“L’Europa, pur essendo la seconda regione al mondo per numero di utenti internet, è in forte ritardo sull’utilizzo dei dati rispetto a Cina e Stati Uniti. La recente adozione della Strategia europea dei dati punta a ridurre questo gap nel nostro continente e con l’adesione al progetto europeo Gaia-X, l’Italia contribuirà a dare un impulso forte alla creazione di una data economy europea. La costituzione dell’Hub italiano rappresenta un’iniziativa all’avanguardia che consentirà al nostro Paese di cogliere le opportunità legate all’utilizzo e alla valorizzazione dei dati, che oggi costituiscono un vero asset per accrescere la produttività e la competitività delle imprese”. È così che il Presidente di Confindustria, Carlo Bonomi, ha commentato l’istituzione di Gaia-X Hub Italia, un’associazione che vede tra i soci fondatori Confindustria, Fondazione Bruno Kessler (FBK), Istituto Nazionale di Fisica Nucleare (INFN) e che si inserisce nell’ambito del più ampio progetto europeo Gaia-X volto allo sviluppo di una federazione di infrastrutture di dati e fornitori di servizi per l'Europa.

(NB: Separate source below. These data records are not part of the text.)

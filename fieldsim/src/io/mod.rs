//! File output
//!
//! FITS writing for field images and stamp cubes.

pub mod fits;

pub use fits::{output_path, read_hdu_data, read_key_i64, FitsArchive, FitsMetadata};
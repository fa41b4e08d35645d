//! Stamp addressing: sky offsets to integer pixel rectangles
//!
//! Pixel coordinates follow the field convention: the bottom-left pixel is
//! (1, 1) and pixel `i` spans offsets `(i - 1, i]` measured in pixels from the
//! field's minimum corner, so its center sits at `i - 0.5`.
//!
//! Every stamp is `2 * half + 1` pixels on a side and centered on the pixel
//! containing the source. Sub-pixel position is carried separately as a shift
//! from that pixel's center, in arcseconds.

/// Sky rectangle in arcseconds
#[derive(Debug, Clone, Copy, PartialEq)]
pub struct SkyRegion {
    pub ra_min: f64,
    pub ra_max: f64,
    pub dec_min: f64,
    pub dec_max: f64,
}

impl SkyRegion {
    /// Check a position against the region grown by `margin` on every side (inclusive)
    pub fn contains_with_margin(&self, ra: f64, dec: f64, margin: f64) -> bool {
        ra >= self.ra_min - margin
            && ra <= self.ra_max + margin
            && dec >= self.dec_min - margin
            && dec <= self.dec_max + margin
    }

    /// Offset of a sky position from the minimum corner, in pixels
    pub fn pixel_offset(&self, ra: f64, dec: f64, pixel_scale: f64) -> (f64, f64) {
        (
            (ra - self.ra_min) / pixel_scale,
            (dec - self.dec_min) / pixel_scale,
        )
    }
}

/// Inclusive integer pixel rectangle
///
/// Empty when `xmin > xmax` or `ymin > ymax`; intersections of disjoint
/// rectangles produce such empty bounds rather than an error.
#[derive(Debug, Clone, Copy, PartialEq, Eq, Hash)]
pub struct StampBounds {
    pub xmin: i64,
    pub xmax: i64,
    pub ymin: i64,
    pub ymax: i64,
}

impl StampBounds {
    /// Create bounds from inclusive corners
    pub fn new(xmin: i64, xmax: i64, ymin: i64, ymax: i64) -> Self {
        Self {
            xmin,
            xmax,
            ymin,
            ymax,
        }
    }

    /// Bounds of a `width` x `height` field, `(1, 1)` at the bottom left
    pub fn field(width: usize, height: usize) -> Self {
        Self::new(1, width as i64, 1, height as i64)
    }

    /// Odd-sized bounds of `2 * half + 1` pixels around a center pixel
    pub fn centered(center: (i64, i64), half: (i64, i64)) -> Self {
        let (x, y) = center;
        let (xhalf, yhalf) = (half.0.max(0), half.1.max(0));
        Self::new(x - xhalf, x + xhalf, y - yhalf, y + yhalf)
    }

    pub fn is_empty(&self) -> bool {
        self.xmin > self.xmax || self.ymin > self.ymax
    }

    /// Number of columns, zero when empty
    pub fn width(&self) -> usize {
        if self.is_empty() {
            0
        } else {
            (self.xmax - self.xmin + 1) as usize
        }
    }

    /// Number of rows, zero when empty
    pub fn height(&self) -> usize {
        if self.is_empty() {
            0
        } else {
            (self.ymax - self.ymin + 1) as usize
        }
    }

    pub fn area(&self) -> usize {
        self.width() * self.height()
    }

    /// Array shape `(rows, cols)` of an image covering these bounds
    pub fn shape(&self) -> (usize, usize) {
        (self.height(), self.width())
    }

    /// Overlap of two rectangles, possibly empty
    pub fn intersect(&self, other: &Self) -> Self {
        Self::new(
            self.xmin.max(other.xmin),
            self.xmax.min(other.xmax),
            self.ymin.max(other.ymin),
            self.ymax.min(other.ymax),
        )
    }

    /// Check whether two rectangles share at least one pixel
    pub fn overlaps(&self, other: &Self) -> bool {
        !self.intersect(other).is_empty()
    }

    pub fn contains_point(&self, x: i64, y: i64) -> bool {
        x >= self.xmin && x <= self.xmax && y >= self.ymin && y <= self.ymax
    }

    /// Central pixel; exact for the odd-sized stamps this module produces
    pub fn center(&self) -> (i64, i64) {
        (
            (self.xmin + self.xmax).div_euclid(2),
            (self.ymin + self.ymax).div_euclid(2),
        )
    }

    /// Array index `(row, col)` of a pixel inside these bounds
    pub fn index_of(&self, x: i64, y: i64) -> Option<(usize, usize)> {
        if self.contains_point(x, y) {
            Some(((y - self.ymin) as usize, (x - self.xmin) as usize))
        } else {
            None
        }
    }
}

/// Where a source lands in the field
#[derive(Debug, Clone, Copy, PartialEq)]
pub struct StampPlacement {
    /// Stamp rectangle in field pixel coordinates
    pub bounds: StampBounds,
    /// Pixel containing the source center
    pub center_pixel: (i64, i64),
    /// Stamp half sizes in pixels
    pub half_size: (i64, i64),
    /// Source center minus the center pixel's center, in arcseconds
    pub shift: (f64, f64),
}

impl StampPlacement {
    /// Place a source with the given angular half extents (arcsec) on the pixel grid.
    ///
    /// # Arguments
    /// * `region` - Sky rectangle of the field
    /// * `ra`, `dec` - Source position in arcseconds
    /// * `half_extent` - Half width and half height of the source box in arcseconds
    /// * `pixel_scale` - Arcseconds per pixel
    pub fn locate(
        region: &SkyRegion,
        ra: f64,
        dec: f64,
        half_extent: (f64, f64),
        pixel_scale: f64,
    ) -> Self {
        let (xoffset, yoffset) = region.pixel_offset(ra, dec, pixel_scale);

        let center_pixel = (xoffset.ceil() as i64, yoffset.ceil() as i64);

        let half_size = (
            (half_extent.0 / pixel_scale).ceil().max(0.0) as i64,
            (half_extent.1 / pixel_scale).ceil().max(0.0) as i64,
        );

        let shift = (
            (xoffset - (center_pixel.0 as f64 - 0.5)) * pixel_scale,
            (yoffset - (center_pixel.1 as f64 - 0.5)) * pixel_scale,
        );

        Self {
            bounds: StampBounds::centered(center_pixel, half_size),
            center_pixel,
            half_size,
            shift,
        }
    }
}

#[cfg(test)]
mod tests {
    use super::*;
    use approx::assert_relative_eq;
    use rand::rngs::StdRng;
    use rand::{Rng, SeedableRng};

    fn region() -> SkyRegion {
        SkyRegion {
            ra_min: 0.0,
            ra_max: 20.0,
            dec_min: -10.0,
            dec_max: 10.0,
        }
    }

    #[test]
    fn test_margin_check_inclusive() {
        let r = region();
        assert!(r.contains_with_margin(-5.0, 0.0, 5.0));
        assert!(!r.contains_with_margin(-5.1, 0.0, 5.0));
        assert!(r.contains_with_margin(10.0, 15.0, 5.0));
        assert!(!r.contains_with_margin(10.0, 15.01, 5.0));
    }

    #[test]
    fn test_center_pixel_and_shift() {
        // 3.3 pixels in x lands in pixel 4 (spanning 3..4), 0.3 px left of its center
        let placement = StampPlacement::locate(&region(), 0.66, -10.0 + 0.9, (0.0, 0.0), 0.2);
        assert_eq!(placement.center_pixel, (4, 5));
        assert_relative_eq!(placement.shift.0, (3.3 - 3.5) * 0.2, epsilon = 1e-12);
        assert_relative_eq!(placement.shift.1, (4.5 - 4.5) * 0.2, epsilon = 1e-12);
        assert_eq!(placement.bounds, StampBounds::new(4, 4, 5, 5));
    }

    #[test]
    fn test_stamps_always_odd() {
        let mut rng = StdRng::seed_from_u64(11);
        for _ in 0..1000 {
            let ra = rng.gen_range(-30.0..50.0);
            let dec = rng.gen_range(-40.0..40.0);
            let hw = rng.gen_range(0.0..5.0);
            let hh = rng.gen_range(0.0..5.0);
            let placement = StampPlacement::locate(&region(), ra, dec, (hw, hh), 0.2);

            let b = placement.bounds;
            assert_eq!(b.width() % 2, 1);
            assert_eq!(b.height() % 2, 1);
            assert!(b.width() >= 1 && b.height() >= 1);
            assert_eq!(b.center(), placement.center_pixel);

            // Shift never exceeds half a pixel
            assert!(placement.shift.0.abs() <= 0.1 + 1e-12);
            assert!(placement.shift.1.abs() <= 0.1 + 1e-12);
        }
    }

    #[test]
    fn test_half_size_rounds_up() {
        let placement = StampPlacement::locate(&region(), 5.0, 0.0, (0.41, 0.4), 0.2);
        assert_eq!(placement.half_size, (3, 2));
        assert_eq!(placement.bounds.width(), 7);
        assert_eq!(placement.bounds.height(), 5);
    }

    #[test]
    fn test_intersection() {
        let field = StampBounds::field(10, 8);
        assert_eq!(field.shape(), (8, 10));

        let stamp = StampBounds::new(-2, 2, 6, 12);
        let overlap = stamp.intersect(&field);
        assert_eq!(overlap, StampBounds::new(1, 2, 6, 8));
        assert_eq!(overlap.area(), 6);
        assert!(stamp.overlaps(&field));

        let outside = StampBounds::new(11, 15, 1, 3);
        assert!(outside.intersect(&field).is_empty());
        assert_eq!(outside.intersect(&field).area(), 0);
        assert!(!outside.overlaps(&field));
    }

    #[test]
    fn test_index_of() {
        let b = StampBounds::new(-1, 3, 10, 12);
        assert_eq!(b.index_of(-1, 10), Some((0, 0)));
        assert_eq!(b.index_of(3, 12), Some((2, 4)));
        assert_eq!(b.index_of(4, 12), None);
    }

    #[test]
    fn test_negative_center_pixel() {
        let b = StampBounds::centered((-3, -7), (2, 1));
        assert_eq!(b, StampBounds::new(-5, -1, -8, -6));
        assert_eq!(b.center(), (-3, -7));
    }
}
//! Output archive boundary
//!
//! The pipeline hands every accepted object's stamp cube to an
//! [`ArchiveSink`] as soon as it is composited, then the finished field
//! images. [`MemoryArchive`] keeps everything in memory; the FITS writer
//! lives in [`crate::io::fits`].

use std::path::PathBuf;

use ndarray::{Array2, Array3, Axis};
use thiserror::Error;

use crate::field::FieldImage;
use crate::stamp::StampBounds;

/// Errors raised while archiving results
#[derive(Error, Debug)]
pub enum ArchiveError {
    #[error("FITS error: {0}")]
    Fits(#[from] fitsio::errors::Error),
    #[error("archive I/O error: {0}")]
    Io(#[from] std::io::Error),
    #[error("stamp cube has no planes")]
    EmptyCube,
    #[error("plane {plane} has shape {found:?}, expected {expected:?}")]
    ShapeMismatch {
        plane: usize,
        expected: (usize, usize),
        found: (usize, usize),
    },
    #[error("HDU {0} is not an image")]
    NotAnImage(usize),
    #[error("cannot reshape image data: {0}")]
    Reshape(String),
    #[error("archive already finished")]
    Finished,
}

/// Which version of the field image is being written
#[derive(Debug, Clone, Copy, PartialEq, Eq, Hash)]
pub enum FieldKind {
    /// Sum of nominal stamps
    Noiseless,
    /// Noiseless field plus sky-limited photon noise
    Noisy,
}

impl FieldKind {
    /// File name suffix used for this field
    pub fn suffix(&self) -> &'static str {
        match self {
            FieldKind::Noiseless => "field",
            FieldKind::Noisy => "noise",
        }
    }
}

/// Stack of same-shaped planes for one accepted object
///
/// Plane order: render without PSF, nominal render, then partial derivatives.
#[derive(Debug, Clone, PartialEq)]
pub struct StampCube {
    /// 1-based position among accepted objects
    pub index: usize,
    /// Catalog row the object came from
    pub row: usize,
    /// Stamp rectangle in field pixel coordinates
    pub bounds: StampBounds,
    planes: Vec<Array2<f64>>,
}

impl StampCube {
    /// Build a cube, checking every plane matches the stamp shape
    pub fn new(
        index: usize,
        row: usize,
        bounds: StampBounds,
        planes: Vec<Array2<f64>>,
    ) -> Result<Self, ArchiveError> {
        if planes.is_empty() {
            return Err(ArchiveError::EmptyCube);
        }
        let expected = bounds.shape();
        for (plane, image) in planes.iter().enumerate() {
            if image.dim() != expected {
                return Err(ArchiveError::ShapeMismatch {
                    plane,
                    expected,
                    found: image.dim(),
                });
            }
        }

        Ok(Self {
            index,
            row,
            bounds,
            planes,
        })
    }

    pub fn planes(&self) -> &[Array2<f64>] {
        &self.planes
    }

    pub fn num_planes(&self) -> usize {
        self.planes.len()
    }

    /// Render without PSF
    pub fn without_psf(&self) -> &Array2<f64> {
        &self.planes[0]
    }

    /// Render with PSF and pixel response, `None` for single-plane cubes
    pub fn nominal(&self) -> Option<&Array2<f64>> {
        self.planes.get(1)
    }

    /// Partial derivative planes, possibly empty
    pub fn partials(&self) -> &[Array2<f64>] {
        self.planes.get(2..).unwrap_or(&[])
    }

    /// Planes stacked along a leading axis, shape `(planes, rows, cols)`
    pub fn to_array3(&self) -> Result<Array3<f64>, ArchiveError> {
        let views: Vec<_> = self.planes.iter().map(|p| p.view()).collect();
        ndarray::stack(Axis(0), &views).map_err(|e| ArchiveError::Reshape(e.to_string()))
    }
}

/// Destination for stamp cubes and field images
pub trait ArchiveSink {
    /// Append one object's cube; called in catalog order
    fn append_cube(&mut self, cube: &StampCube) -> Result<(), ArchiveError>;

    /// Store a finished field image
    fn write_field(&mut self, kind: FieldKind, field: &FieldImage) -> Result<(), ArchiveError>;

    /// Flush and close, returning the files written
    fn finish(&mut self) -> Result<Vec<PathBuf>, ArchiveError>;
}

/// Archive that keeps everything in memory
#[derive(Debug, Default)]
pub struct MemoryArchive {
    pub cubes: Vec<StampCube>,
    pub fields: Vec<(FieldKind, FieldImage)>,
    finished: bool,
}

impl MemoryArchive {
    pub fn new() -> Self {
        Self::default()
    }

    /// Most recently written field of the given kind
    pub fn field(&self, kind: FieldKind) -> Option<&FieldImage> {
        self.fields
            .iter()
            .rev()
            .find(|(k, _)| *k == kind)
            .map(|(_, field)| field)
    }

    pub fn is_finished(&self) -> bool {
        self.finished
    }
}

impl ArchiveSink for MemoryArchive {
    fn append_cube(&mut self, cube: &StampCube) -> Result<(), ArchiveError> {
        if self.finished {
            return Err(ArchiveError::Finished);
        }
        self.cubes.push(cube.clone());
        Ok(())
    }

    fn write_field(&mut self, kind: FieldKind, field: &FieldImage) -> Result<(), ArchiveError> {
        if self.finished {
            return Err(ArchiveError::Finished);
        }
        self.fields.push((kind, field.clone()));
        Ok(())
    }

    fn finish(&mut self) -> Result<Vec<PathBuf>, ArchiveError> {
        self.finished = true;
        Ok(Vec::new())
    }
}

L’iniziativa, condivisa con i Ministeri dello Sviluppo Economico; dell’Innovazione e Transizione Digitale; dell’Università e della Ricerca, è stata presentata in occasione di Connext 2021, l’evento di partenariato industriale che si è tenuto il 2 e il 3 dicembre al MiCo a Milano. Più concretamente, Gaia-X Hub Italia vuole essere il punto di riferimento per le imprese e le organizzazioni italiane interessate allo sviluppo di progetti fondati sulla valorizzazione dei dati, seguendo principi come l’interoperabilità, la privacy e il controllo dei dati di proprietà. Il progetto porterà alla creazione di una serie di “data space” divisi per settore, industrie o filiere, in cui le imprese, ma anche altre entità pubbliche o private, potranno condividere tra loro e in autonomia, dati, informazioni e servizi. L’Hub sarà, inoltre, un punto di raccordo con le controparti nazionali di Gaia-X a livello europeo, per arrivare allo sviluppo di un più ampio ecosistema continentale dei dati, federato, sovrano e pienamente operativo.

“Per la Fondazione Bruno Kessler (FBK) è motivo di orgoglio essere fra gli attori chiave di questa importante iniziativa di innovazione – ha commentato Francesco Profumo, Presidente di FBK –. Gaia-X intende infatti contribuire alla costruzione degli ‘spazi dati europei’, infrastrutture che permetteranno ad aziende, centri di ricerca e istituzioni pubbliche di condividere dati e servizi in ambiti chiave per lo sviluppo del Paese. Grazie alle proprie competenze scientifiche, in particolare nell'Intelligenza Artificiale, e alla capacità di sviluppare collaborazioni strategiche con importanti aziende e istituzioni pubbliche, FBK contribuirà alla realizzazione degli scopi di Gaia-X Italia in due modi: da un lato, promuovendo progettualità concrete che, in stretta sinergia con il Piano Nazionale di Ripresa e Resilienza, permettano alle aziende italiane di diventare più competitive, e dall'altro, assicurando la partecipazione e il contributo della ricerca italiana a questo processo”.

Mentre l'Istituto Nazionale di Fisica Nucleare, come ha sottolineato il Presidente Antonio Zoccoli, “è da sempre attore primario nel mondo della ricerca internazionale per la gestione e l’analisi di grandi moli di dati e delle relative infrastrutture distribuite e ha un forte programma di trasferimento tecnologico in collaborazione con l'industria. Con questa iniziativa, l’INFN intende coinvolgere il sistema di ricerca nazionale sui temi chiave dell’hub italiano di Gaia-X a beneficio di imprese e cittadini, e mettere a disposizione del Paese le proprie competenze e risorse2”.